Das geriatrische Assessment

Das geriatrische Assessment beinhaltet mehrere standardisierte Testverfahren, um den gesundheitlichen Zustand und auch die Ressourcen des Patienten zu erfassen: Durch verschiedene Untersuchungen werden körperliche und geistige Fähigkeiten als auch die seelische und soziale Situation des geriatrischen Patienten ermittelt. Im Klinikum Lippstadt werden hierzu unter anderem folgende Tests angewandt:

Barthel-Index
Mit Hilfe des Barthel-Index' werden die Aktivitäten des täglichen Lebens des Patienten eingeschätzt bzw. bewertet. Durch die Überprüfung von Unabhängigkeit und Eigenständigkeit bei der Bewältigung alltäglicher Situationen wie Essen, Waschen, Ankleiden oder Treppensteigen wird die Selbständigkeit des Patienten systematisch erfasst und beurteilt.

Mini-Mental-Status-Test
Der Mini-Mental-Status-Test ermittelt die kognitiven (geistigen) Fähigkeiten des geriatrischen Patienten. So analysiert der Test z.B. den Status von Orientierung, Aufmerksamkeit, Merk- und Erinnerungsfähigkeit sowie der Sprache und ist damit nicht nur ein zuverlässiges Hilfsmittel zur Erstbeurteilung des Patienten und zur Verlaufskontrolle, sondern dient auch zur Diagnose und Behandlung von Demenz und Alzheimer.

Tinetti-Test
Hierbei handelt es sich um einen Mobilitätstest, der das Gleichgewicht und die Sicherheit des Patienten untersucht – eventuelle Einschränkungen bezogen auf die Beweglichkeit können auf diese Weise schnell festgestellt werden.

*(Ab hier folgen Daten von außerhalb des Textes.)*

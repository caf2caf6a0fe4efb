use std::{
    fs::File,
    io::{BufReader, Read},
    path::Path,
};

use zip::{ZipArchive, result::ZipError};

use crate::{
    error::{Error, Result},
    tree::SchemaTree,
};

/// Archive entry holding the serialized object model.
pub const MODEL_ENTRY: &str = "model.xml";

/// Open a schema package and parse its model document.
pub fn load_dacpac(path: &Path) -> Result<SchemaTree> {
    let archive_error = |source| Error::Archive {
        path: path.to_path_buf(),
        source,
    };

    let file = File::open(path).map_err(|e| archive_error(ZipError::Io(e)))?;
    let mut archive = ZipArchive::new(BufReader::new(file)).map_err(archive_error)?;

    let mut entry = match archive.by_name(MODEL_ENTRY) {
        Ok(entry) => entry,
        Err(ZipError::FileNotFound) => {
            return Err(Error::MissingEntry {
                path: path.to_path_buf(),
                entry: MODEL_ENTRY.to_string(),
            });
        }
        Err(e) => return Err(archive_error(e)),
    };

    let mut bytes = Vec::with_capacity(initial_capacity(entry.size()));
    entry.read_to_end(&mut bytes).map_err(|source| Error::Io {
        path: path.to_path_buf(),
        entry: MODEL_ENTRY.to_string(),
        source,
    })?;
    tracing::debug!(path = %path.display(), bytes = bytes.len(), "read model document");

    SchemaTree::parse_bytes(&bytes)
}

/// Upper bound on the buffer reserved up front from the declared entry size.
const PREALLOCATION_LIMIT: u64 = 16 * 1024 * 1024;

/// The declared size comes from the archive header and is not trusted
/// beyond [`PREALLOCATION_LIMIT`]; larger entries grow while reading.
fn initial_capacity(declared: u64) -> usize {
    usize::try_from(declared.min(PREALLOCATION_LIMIT)).unwrap_or(0)
}
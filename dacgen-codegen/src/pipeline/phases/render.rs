//! Phases that render output files into the context's file set.

use std::sync::Arc;

use dacgen_core::OutputFile;

use crate::{
    Result,
    pipeline::{CompilationContext, Phase},
    render::{render_aggregate, render_entity},
    template::TemplateRenderer,
};

/// Phase that renders one record-type file per entity into the model
/// output path.
pub struct RenderEntitiesPhase {
    renderer: Arc<dyn TemplateRenderer>,
}

impl RenderEntitiesPhase {
    pub fn new(renderer: Arc<dyn TemplateRenderer>) -> Self {
        Self { renderer }
    }
}

impl Phase for RenderEntitiesPhase {
    fn name(&self) -> &'static str {
        "render-entities"
    }

    fn description(&self) -> &'static str {
        "rendering entity files"
    }

    fn run(&self, ctx: &mut CompilationContext) -> Result<()> {
        let config = &ctx.config;
        for entity in &ctx.model.entities {
            let content = render_entity(self.renderer.as_ref(), config, &ctx.model, entity)?;
            let path = config.model_out_path.join(config.file_name(&entity.name));
            tracing::debug!(path = %path.display(), "rendered entity");
            ctx.files.push(OutputFile::new(path, content));
        }
        Ok(())
    }
}

/// Phase that renders the data-access class and its interface into the
/// data-access output path.
pub struct RenderAggregatePhase {
    renderer: Arc<dyn TemplateRenderer>,
}

impl RenderAggregatePhase {
    pub fn new(renderer: Arc<dyn TemplateRenderer>) -> Self {
        Self { renderer }
    }
}

impl Phase for RenderAggregatePhase {
    fn name(&self) -> &'static str {
        "render-aggregate"
    }

    fn description(&self) -> &'static str {
        "rendering the data-access class"
    }

    fn run(&self, ctx: &mut CompilationContext) -> Result<()> {
        let config = &ctx.config;
        let rendered = render_aggregate(self.renderer.as_ref(), config, &ctx.model)?;
        let class_name = &config.data_access_class_name;
        let dir = &config.dal_out_path;

        ctx.files.push(OutputFile::new(
            dir.join(config.file_name(class_name)),
            rendered.implementation,
        ));
        ctx.files.push(OutputFile::new(
            dir.join(config.file_name(&format!("I{class_name}"))),
            rendered.interface,
        ));
        Ok(())
    }
}
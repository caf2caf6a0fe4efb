//! Output trait for rendering reports to different formats.

/// Target output for reports.
///
/// Reports describe *what* to output using these semantic methods.
/// Implementations decide *how* to render (terminal, JSON, HTML, etc).
pub trait Output {
    /// Render a title/header.
    fn title(&mut self, text: &str);

    /// Start a new section with a heading.
    fn section(&mut self, name: &str);

    /// Render a key-value pair.
    fn key_value(&mut self, key: &str, value: &str);

    /// Render an indented key-value pair.
    fn key_value_indented(&mut self, key: &str, value: &str);

    /// Render a numbered list item.
    fn numbered_item(&mut self, index: usize, text: &str);

    /// Render a bullet list item.
    fn list_item(&mut self, text: &str);

    /// Render a nested bullet list item.
    fn nested_item(&mut self, text: &str);

    /// Render an added item (e.g., new file).
    fn added_item(&mut self, text: &str);

    /// Render a warning message.
    fn warning(&mut self, msg: &str);

    /// Render an error message.
    fn error(&mut self, msg: &str);

    /// Render a separator/divider with a label.
    fn divider(&mut self, label: &str);

    /// Render a block of preformatted text.
    fn preformatted(&mut self, text: &str);

    /// Render a blank line.
    fn newline(&mut self);
}

/// A report that can render itself to an output.
pub trait Report {
    /// Render this report to the given output.
    fn render(&self, out: &mut dyn Output);
}

/// Terminal output implementation.
pub struct TerminalOutput;

impl TerminalOutput {
    pub fn new() -> Self {
        Self
    }
}

impl Default for TerminalOutput {
    fn default() -> Self {
        Self::new()
    }
}

impl Output for TerminalOutput {
    fn title(&mut self, text: &str) {
        println!("{}", text);
        println!("{}", "=".repeat(text.len()));
    }

    fn section(&mut self, name: &str) {
        println!("{}:", name);
    }

    fn key_value(&mut self, key: &str, value: &str) {
        println!("{}: {}", key, value);
    }

    fn key_value_indented(&mut self, key: &str, value: &str) {
        println!("  {}: {}", key, value);
    }

    fn numbered_item(&mut self, index: usize, text: &str) {
        println!("  {}. {}", index, text);
    }

    fn list_item(&mut self, text: &str) {
        println!("  - {}", text);
    }

    fn nested_item(&mut self, text: &str) {
        println!("      {}", text);
    }

    fn added_item(&mut self, text: &str) {
        println!("  + {}", text);
    }

    fn warning(&mut self, msg: &str) {
        eprintln!("warning: {}", msg);
    }

    fn error(&mut self, msg: &str) {
        eprintln!("error: {}", msg);
    }

    fn divider(&mut self, label: &str) {
        println!("── {} ──", label);
    }

    fn preformatted(&mut self, text: &str) {
        println!("{}", text);
    }

    fn newline(&mut self) {
        println!();
    }
}

/// Collects rendered lines, for asserting on report output.
#[cfg(test)]
#[derive(Default)]
pub struct RecordingOutput {
    pub lines: Vec<String>,
}

#[cfg(test)]
impl Output for RecordingOutput {
    fn title(&mut self, text: &str) {
        self.lines.push(format!("# {text}"));
    }

    fn section(&mut self, name: &str) {
        self.lines.push(format!("{name}:"));
    }

    fn key_value(&mut self, key: &str, value: &str) {
        self.lines.push(format!("{key}: {value}"));
    }

    fn key_value_indented(&mut self, key: &str, value: &str) {
        self.lines.push(format!("  {key}: {value}"));
    }

    fn numbered_item(&mut self, index: usize, text: &str) {
        self.lines.push(format!("  {index}. {text}"));
    }

    fn list_item(&mut self, text: &str) {
        self.lines.push(format!("  - {text}"));
    }

    fn nested_item(&mut self, text: &str) {
        self.lines.push(format!("      {text}"));
    }

    fn added_item(&mut self, text: &str) {
        self.lines.push(format!("  + {text}"));
    }

    fn warning(&mut self, msg: &str) {
        self.lines.push(format!("warning: {msg}"));
    }

    fn error(&mut self, msg: &str) {
        self.lines.push(format!("error: {msg}"));
    }

    fn divider(&mut self, label: &str) {
        self.lines.push(format!("── {label} ──"));
    }

    fn preformatted(&mut self, text: &str) {
        self.lines.push(text.to_string());
    }

    fn newline(&mut self) {
        self.lines.push(String::new());
    }
}
//! Init command report.

use std::path::PathBuf;

use super::output::{Output, Report};

#[derive(Debug)]
pub struct InitReport {
    /// Path of the configuration that was written.
    pub config_path: PathBuf,
}

impl Report for InitReport {
    fn render(&self, out: &mut dyn Output) {
        out.preformatted(&format!("Created {}", self.config_path.display()));
        out.newline();
        out.section("Next steps");
        out.list_item("point `source_project` or `dacpac` at your database project");
        out.list_item("set `model_namespace` and `dal_namespace`");
        out.list_item("run `dacgen check`, then `dacgen generate`");
    }
}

Geriatrischer Depressionstest
Der Depressionstest erfasst mit Hilfe eines kurzen Fragenkatalogs die emotionale Stimmungslage und seelische Situation des Patienten.

Soziale Situation
Zusätzlich zu den zuvor aufgeführten Testverfahren wird die soziale Situation des Patienten ermittelt. Somit wird die Analyse der sozialen Kontakte und Aktivitäten ebenso wie die Wohnsituation und ökonomischen Verhältnisse nach Möglichkeit in das Behandlungskonzept integriert und bei der Wahl der Therapiemöglichkeiten berücksichtigt.

Im Verlauf der Behandlung und vor der Entlassung des Patienten werden die Assessments wiederholt und erlauben so eine genaue Verlaufs- und Erfolgskontrolle der Therapie – so lassen sich die erzielten Fortschritte während und nach der Behandlung sehr genau darlegen.